# Work request:
Each line of the data below should be repeated exactly.

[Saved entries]
********
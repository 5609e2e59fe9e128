use thiserror::Error;

/// Recoverable failures of tree operations.
///
/// Neither variant leaves a partial edit behind: the tree is unchanged
/// whenever one of these is returned.
#[derive(Debug, Error, Clone, Copy, PartialEq, Eq)]
pub enum AvlError {
    #[error("key already exists in tree")]
    DuplicateKey,
    #[error("key not found in tree")]
    NotFound,
}
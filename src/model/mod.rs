//! Experiment analysis data model
//!
//! ## Schema Overview
//!
//! ```text
//! Experiment (1) ──< Variation (N)
//!      │
//!      └──< MetricAssignment (N) ──< Analysis (N) [append-only]
//!                  │
//!                  └── Metric (reference, by metric_id)
//! ```
//!
//! `Analysis` records arrive as one flat batch per render from the external
//! analysis pipeline; everything else is read-only reference data owned by
//! the host. This crate never mutates any of it.
//!
//! ## Wire Format
//!
//! All records deserialize from the pipeline's JSON contract: camelCase
//! object keys, snake_case strategy/warning codes, attribution windows as
//! integer seconds. Codes outside the known sets are captured verbatim in
//! `Unrecognized` variants so a dump/reload cycle cannot lose them.

mod analysis;
mod experiment;
mod metric;

pub use analysis::{
    Analysis, AnalysisBuilder, AnalysisStrategy, MetricEstimate, MetricEstimates,
    ParticipantStats, Recommendation, RecommendationBuilder, RecommendationReason,
    RecommendationWarning,
};
pub use experiment::{AttributionWindow, Experiment, MetricAssignment, Variation};
pub use metric::{Metric, ParameterType};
********
# Solution for this task:
repository 5609e2e59fe9e128
use thiserror::Error;

/// Recoverable failures of tree operations.
///
/// Neither variant leaves a partial edit behind: the tree is unchanged
/// whenever one of these is returned.
#[derive(Debug, Error, Clone, Copy, PartialEq, Eq)]
pub enum AvlError {
    #[error("key already exists in tree")]
    DuplicateKey,
    #[error("key not found in tree")]
    NotFound,
}
filename src/model/mod.rs
//! Experiment analysis data model
//!
//! ## Schema Overview
//!
//! ```text
//! Experiment (1) ──< Variation (N)
//!      │
//!      └──< MetricAssignment (N) ──< Analysis (N) [append-only]
//!                  │
//!                  └── Metric (reference, by metric_id)
//! ```
//!
//! `Analysis` records arrive as one flat batch per render from the external
//! analysis pipeline; everything else is read-only reference data owned by
//! the host. This crate never mutates any of it.
//!
//! ## Wire Format
//!
//! All records deserialize from the pipeline's JSON contract: camelCase
//! object keys, snake_case strategy/warning codes, attribution windows as
//! integer seconds. Codes outside the known sets are captured verbatim in
//! `Unrecognized` variants so a dump/reload cycle cannot lose them.

mod analysis;
mod experiment;
mod metric;

pub use analysis::{
    Analysis, AnalysisBuilder, AnalysisStrategy, MetricEstimate, MetricEstimates,
    ParticipantStats, Recommendation, RecommendationBuilder, RecommendationReason,
    RecommendationWarning,
};
pub use experiment::{AttributionWindow, Experiment, MetricAssignment, Variation};
pub use metric::{Metric, ParameterType};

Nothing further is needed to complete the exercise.